§ PROBLEM TO WORK ON:
The line containing "permission API types." marks the end, so write out exactly every line from the top of the entries below through that one.

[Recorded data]
----

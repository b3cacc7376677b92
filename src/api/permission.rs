//
//  upcloud-api
//  api/permission.rs
//
//  Created by Ngonidzashe Mangudya on 2026/10/19.
//  Copyright (c) 2026 IAMNGONI. All rights reserved.
//

//! Sub-account permission API types.

use serde::{Deserialize, Serialize};
use serde_json::Value;

use crate::api::request::{envelope, Request};

/// Access granted to a sub-account on one resource.
#[derive(Debug, Clone, Default, PartialEq, Serialize, Deserialize)]
pub struct Permission {
    /// Target-specific options, passed through untouched.
    #[serde(default, skip_serializing_if = "Option::is_none")]
    pub options: Option<Value>,
    #[serde(default, skip_serializing_if = "String::is_empty")]
    pub permission: String,
    pub target_identifier: String,
    /// `server`, `storage`, `network`, ...
    pub target_type: String,
    /// The sub-account username.
    pub user: String,
}

#[derive(Debug, Clone, Default, Deserialize)]
pub struct PermissionList {
    #[serde(default)]
    pub permission: Vec<Permission>,
}

/// `{"permissions": {"permission": [...]}}`
#[derive(Debug, Clone, Default, Deserialize)]
pub struct PermissionsEnvelope {
    pub permissions: PermissionList,
}

/// `{"permission": {...}}`
#[derive(Debug, Clone, Default, Deserialize)]
pub struct PermissionEnvelope {
    pub permission: Permission,
}

/// Lists every permission granted to sub-accounts.
#[derive(Debug, Clone, Copy, Default)]
pub struct GetPermissionsRequest;

impl Request for GetPermissionsRequest {
    fn request_url(&self) -> String {
        "/permission".to_string()
    }
}

/// Grants a sub-account access to a resource.
#[derive(Debug, Clone, Default, Serialize)]
pub struct GrantPermissionRequest {
    pub permission: Permission,
}

impl Request for GrantPermissionRequest {
    fn request_url(&self) -> String {
        "/permission/grant".to_string()
    }

    fn request_body(&self) -> serde_json::Result<Option<Value>> {
        envelope("permission", &self.permission)
    }
}

/// Revokes a previously granted permission.
#[derive(Debug, Clone, Default, Serialize)]
pub struct RevokePermissionRequest {
    pub permission: Permission,
}

impl Request for RevokePermissionRequest {
    fn request_url(&self) -> String {
        "/permission/revoke".to_string()
    }

    fn request_body(&self) -> serde_json::Result<Option<Value>> {
        envelope("permission", &self.permission)
    }
}

#[cfg(test)]
mod tests {
    use super::*;
    use serde_json::json;

    #[test]
    fn test_grant_body_skips_empty_fields() {
        let req = GrantPermissionRequest {
            permission: Permission {
                target_identifier: "00af".to_string(),
                target_type: "server".to_string(),
                user: "helper".to_string(),
                ..Default::default()
            },
        };
        assert_eq!(req.request_url(), "/permission/grant");
        assert_eq!(
            req.request_body().unwrap().unwrap(),
            json!({"permission": {"target_identifier": "00af", "target_type": "server", "user": "helper"}})
        );
    }

    #[test]
    fn test_decode_permissions() {
        let body = r#"{"permissions":{"permission":[{"options":{"storage":"yes"},
            "permission":"server","target_identifier":"00af","target_type":"server","user":"helper"}]}}"#;
        let envelope: PermissionsEnvelope = serde_json::from_str(body).unwrap();
        let permission = &envelope.permissions.permission[0];
        assert_eq!(permission.user, "helper");
        assert_eq!(permission.options, Some(json!({"storage": "yes"})));
    }
}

----

§ RESPONSE TO THE EXERCISE:
repository b3cacc7376677b92
filename src/api/permission.rs
//
//  upcloud-api
//  api/permission.rs
//
//  Created by Ngonidzashe Mangudya on 2026/10/19.
//  Copyright (c) 2026 IAMNGONI. All rights reserved.
//

//! Sub-account permission API types.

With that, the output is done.